Add to that the fact that I have a naturally curious personality prone to distractions (INTJ in Myers Briggs) and what you have is a recipe for disaster.
So to stay on top of things and be effective I use a suite of software programs that help me be hyper-productive: very focused on the most important tasks for me, on top of the information that I need to get my work done and with a list of things that my colleagues owe me.
I have honed this system over time so that it stays with me, whether I’m working in the office, working at Starbucks, travelling, or even when I’m hanging out and all I have access to is my iPhone or my Android.
Here’s what my productivity software list is made of:
- + Basecamp
- + Dropbox
- + Evernote
- + Socialtext
- + Ringio
- = stay productive.
My personal organizer application: OmniFocus.
I mentioned this app in my previous blog post. In a nutshell, OmniFocus helps me implement David Allen’s Getting Things Done system. It is a sophisticated app for managing to-do lists. What’s special about it is that it has many criteria to help you bubble up to the top whatever is important to you.
OmniFocus has desktop software client and a mobile client. I sync between them using a service called Spootnik, which has the added benefit of syncing between my organizer system and the rest of the company’s system, which resides in Basecamp.
Other alternatives to Omnifocus are: Things and TaskPaper (which I really like for its simplicity). Remember the Milk does similar things but is web-based.
My company’s organizer application: Basecamp
It’s not enough for me to keep track of my tasks, I need to be able to keep track of other people’s tasks, and as a group we need to stay organized and seamlessly communicate about each other’s projects. Since Ringio collaborates with a lot of vendors and people outside the organization, we use 37 Signal’s excellent, lightweight project management tool called Basecamp.
If you’re using Basecamp right you will have increased the awareness about the status of projects, and the chances that something will catch you by surprise will be drastically reduced.
If you don’t like Basecamp, or the price, there are many worthy alternatives
My files: always with me with Dropbox
It’s amazing how complicated it was to share files two years ago… if you had a Windows network and had a file server you could set up local file sharing… but it turns out that most of the files you want to share is with people outside of your network :-) The alternative is FTP, but many people don’t know how to use it, and it’s insecure anyways. What you really need is a way to create shared network folders without the network or without the file server… enter Dropbox.
Dropbox is an elegant service that integrates right into your desktop (Finder, Windows Explorer, etc) and mobile, and allows you to share folders with other people. When you update a file on your computer, it updates on theirs, and vice versa. Even when you’re not at your computer, you can log in to the Dropbox website and it gives you access to your files, and shows you recent activity. It even helps you recover accidentally deleted files.

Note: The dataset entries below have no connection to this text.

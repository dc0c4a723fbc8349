//! # Error Types
//!
//! Custom error types for bitframe using `thiserror`.

use thiserror::Error;

/// Main error type for bitframe
#[derive(Debug, Error)]
pub enum FrameError {
    /// An address does not fit in the configured port width
    #[error("{field} address {value} does not fit in {width} bits")]
    AddressOutOfRange {
        field: &'static str,
        value: u64,
        width: u32,
    },

    /// The payload does not fit in the configured data width
    #[error("data value {value} does not fit in {width} bits")]
    DataOutOfRange { value: u64, width: u32 },

    /// A zero-valued header has no bit length to section
    #[error("cannot checksum a zero-valued header")]
    DegenerateHeader,

    /// Frame layout cannot be packed
    #[error("invalid frame layout: {0}")]
    InvalidLayout(String),

    /// Link timing cannot be derived
    #[error("invalid link timing: {0}")]
    InvalidTiming(String),

    /// Configuration errors
    #[error("Configuration error: {0}")]
    Config(#[from] toml::de::Error),

    /// I/O errors
    #[error("I/O error: {0}")]
    Io(#[from] std::io::Error),
}

/// Result type alias for bitframe
pub type Result<T> = std::result::Result<T, FrameError>;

One edgier alternative to Dropbox is Drop.io
My personal note taking system: Evernote
Evernote is a lightweight note taking system that helps you keep all your text, screenshot and video notes organized. I use it to jot down ideas, meeting notes, feedback from customers, transcripts of phone calls, reference how-to-do-this things….. anything that is for my eyes only.
Evernote does a great job of staying out of the way until you need to recall something, then it’s super search and tagging system come to the rescue.
With their iPhone and Android clients, Evernote helps me capture notes (even voice dictation or pics I take with my camera) while I’m on the road.
My company’s document sharing system: Socialtext wikis
A wiki is collaboration software that helps you keep documents organized and hyperlinked, much like a website that anybody in your team can edit. The ultimate example of a wiki is Wikipedia. We use wikis at Ringio to create things such as product specifications, software release plans, to create customer proposals, to keep track of our competitors, and to store instructions for different kinds of activities that our teams do.
A wiki is a system that acts as “company memory”. If you’re using it right you will be avoiding duplication in the long term, because you will be able to more easily recall when somebody had been working on an idea that you’re revisiting.
There are alternatives to Socialtext, such as Clearspace, or Google Sites.
My company’s virtual PBX system: Ringio
I spend a good chunk of my time on the phone, making calls to prospective customers, bloggers and the press, investors and partners.
It’s essential for me to spend as little time as possible looking up contacts and dialing, and I need the flexibility to call from any old phone and know that the receiving person is seeing always the same caller ID.
The Ringio software does exactly that for me.
There alternatives to Ringio, such as Google Voice, Toktumi or Ringcentral. I’m biased, of course, so I encourage you to try the different solutions.
Other productivity boosters:
- Searchable email: I heavily rely on Gmail’s search capabilities and labels
- Delicious bookmarking, Chrome’s bookmark sync
- 1Password or LastPass for password management and form-filling
- Tungle for meeting schedule management
What software do you use to increase your productivity?